First stop, what is an ORM?

An ORM is an Object Relational Mapping, which is how you map records in a database to objects in an OOP program. You setup the model in the ORM software and it will set up the mappings. When you update the property of a object, that will automatically result in an UPDATE SQL statement. If you need to get a nested object or attribute, it will automatically query the db to get the information to instantiate the instance.

This is all fine and dandy, as it lets a developer write OOP and not need to think about the details of the underlying data store. Instead of a database, this can even be a stream of data to a remote server! Or maybe it’s JSON, written to disk.

Unfortunately, it’s not always that easy. A misconfigured setting in the modeling or query access patterns can wreak havoc and this means developers need to be somewhat aware of the potential consequences of their code.

N + 1 Problem

The N+1 problem is a side effect of lazy-loading a collection of objects. The sqlalchemy docs have a good write up on this.

Lazy Loading

Lazy loading is where some attributes are not necessarily loaded by default, as this would require querying extra tables. If the code doesn’t use that attribute throughout the its life cycle, this means we paid upfront the cost of querying and memory overhead.

However, if we’re going to access the attribute for many items in a collection, the ORM is not smart enough to know this apriori: without this knowledge, it will naively retrieve the attribute one-at-a-time, which results in many SELECT queries.

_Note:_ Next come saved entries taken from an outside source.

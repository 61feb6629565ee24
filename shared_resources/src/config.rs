use std::env;
use std::fs;
use std::path::Path;
use std::time::Duration;

use tracing::{info, warn};

use crate::error::ConfigError;

const CONFIG_FILE_PATH: &str = "config.json";
const FALLBACK_CONFIG_FILE_PATH: &str = "_config.json";

/// Settings for the random passenger source.
#[derive(serde::Serialize, serde::Deserialize, Debug, Clone, PartialEq)]
#[serde(default)]
pub struct LoadConfig {
    pub initial_delay_ms: u64,
    pub min_interval_ms: u64,
    pub max_interval_ms: u64,
}

impl Default for LoadConfig {
    fn default() -> Self {
        LoadConfig {
            initial_delay_ms: 2000,
            min_interval_ms: 3000,
            max_interval_ms: 9000,
        }
    }
}

/// Building layout and timing. Read once at startup and never changed.
#[derive(serde::Serialize, serde::Deserialize, Debug, Clone, PartialEq)]
#[serde(default)]
pub struct BuildingConfig {
    pub total_floors: u16,
    pub elevators_count: usize,
    pub elevator_capacity: usize,
    pub floor_travel_time_ms: u64,
    pub door_open_time_ms: u64,
    pub idle_poll_ms: u64,
    pub shutdown_timeout_ms: u64,
    pub load: LoadConfig,
}

impl Default for BuildingConfig {
    fn default() -> Self {
        BuildingConfig {
            total_floors: 15,
            elevators_count: 3,
            elevator_capacity: 8,
            floor_travel_time_ms: 1000,
            door_open_time_ms: 2000,
            idle_poll_ms: 100,
            shutdown_timeout_ms: 3000,
            load: LoadConfig::default(),
        }
    }
}

impl BuildingConfig {
    /// Reads `config.json` (or `_config.json`) from the working directory,
    /// then applies command line overrides.
    pub fn get() -> Result<Self, ConfigError> {
        let args: Vec<String> = env::args().collect();
        let overrides = parse_env_args(&args);
        let mut config = match &overrides.config_path {
            Some(path) => Self::from_file(Path::new(path))?,
            None => read_config_file()?,
        };
        if let Some(floors) = overrides.floors {
            config.total_floors = floors;
        }
        if let Some(elevators) = overrides.elevators {
            config.elevators_count = elevators;
        }
        config.validate()?;
        Ok(config)
    }

    pub fn from_file(path: &Path) -> Result<Self, ConfigError> {
        let contents = fs::read_to_string(path)?;
        Self::parse(&contents)
    }

    pub fn parse(json: &str) -> Result<Self, ConfigError> {
        let config: Self = serde_json::from_str(json)?;
        config.validate()?;
        Ok(config)
    }

    pub fn validate(&self) -> Result<(), ConfigError> {
        if self.total_floors < 2 || self.total_floors > u16::from(u8::MAX) {
            return Err(ConfigError::Invalid(format!(
                "total_floors must be within 2..=255, got {}",
                self.total_floors
            )));
        }
        if self.elevator_capacity == 0 {
            return Err(ConfigError::Invalid(String::from("elevator_capacity must be at least 1")));
        }
        if self.load.min_interval_ms > self.load.max_interval_ms {
            return Err(ConfigError::Invalid(format!(
                "load.min_interval_ms ({}) exceeds load.max_interval_ms ({})",
                self.load.min_interval_ms, self.load.max_interval_ms
            )));
        }
        Ok(())
    }

    /// Floor count as stored on requests and elevators. Only meaningful on a
    /// validated config.
    pub fn floors(&self) -> u8 {
        u8::try_from(self.total_floors).unwrap_or(u8::MAX)
    }

    pub fn floor_travel_time(&self) -> Duration {
        Duration::from_millis(self.floor_travel_time_ms)
    }

    pub fn door_open_time(&self) -> Duration {
        Duration::from_millis(self.door_open_time_ms)
    }

    pub fn idle_poll(&self) -> Duration {
        Duration::from_millis(self.idle_poll_ms)
    }

    pub fn shutdown_timeout(&self) -> Duration {
        Duration::from_millis(self.shutdown_timeout_ms)
    }
}

fn read_config_file() -> Result<BuildingConfig, ConfigError> {
    for path in [CONFIG_FILE_PATH, FALLBACK_CONFIG_FILE_PATH] {
        let path = Path::new(path);
        if path.exists() {
            info!(path = %path.display(), "reading configuration");
            return BuildingConfig::from_file(path);
        }
    }
    info!("no configuration file provided, using default settings");
    Ok(BuildingConfig::default())
}

#[derive(Debug, Default, PartialEq)]
struct ArgOverrides {
    config_path: Option<String>,
    floors: Option<u16>,
    elevators: Option<usize>,
}

fn parse_env_args(args: &[String]) -> ArgOverrides {
    let mut overrides = ArgOverrides::default();

    for arg_pair in args.rchunks_exact(2) {
        let (flag, value) = (&arg_pair[0], &arg_pair[1]);
        match flag.as_str() {
            "--config" => overrides.config_path = Some(value.clone()),
            "--floors" => match value.parse::<u16>() {
                Ok(floors) => overrides.floors = Some(floors),
                Err(_) => warn!(value = %value, "floors is not a number, skipping"),
            },
            "--elevators" => match value.parse::<usize>() {
                Ok(elevators) => overrides.elevators = Some(elevators),
                Err(_) => warn!(value = %value, "elevators is not a number, skipping"),
            },
            _ => warn!(argument = %flag, "illegal argument, skipping"),
        }
    }
    overrides
}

With apriori knowledge, it would bulk retrieve values, which is much faster. Imagine searching a list in an O(n^2) manner instead of doing set intersection (O(n)).

Eager Loading

The other side of the coin is eager-loading. When the model is configured this way, every access to the instance will automatically be sure to retrieve the information for the nested attribute.

The trade-off is initial upfront query cost and memory overhead vs. amortized cost. The default behaviour in many ORMs is to lazy-load. It’s a very sensible default, to only get values as-needed.

This means that as a developer, you need to be aware of when your access pattern does not match this and you need to preemptively eager-load as a performance optimization.

Gotchas

The first gotcha I notice is that previous devs misunderstood the correct solution. They set all the relationship loading to be eager. This meant that they unknowingly caused increases in memory use and query times. Without looking into the code further, it’s possible that some code depends on this behaviour but my hunch is that we’ve been paying upfront cost, instead of amortizing it.

This gotcha actually caused us more headaches because the query was still pretty slow. It’s a lot faster than before but it’s not what I would call ideal. I would expect the endpoint to take 500ms but it was taking 2 seconds. This is better than timing out at 10 seconds though.

If we were to go back to lazy-loading everything, and then selectively eager-loading on as-needed basis, I suspect we could hit these speed targets.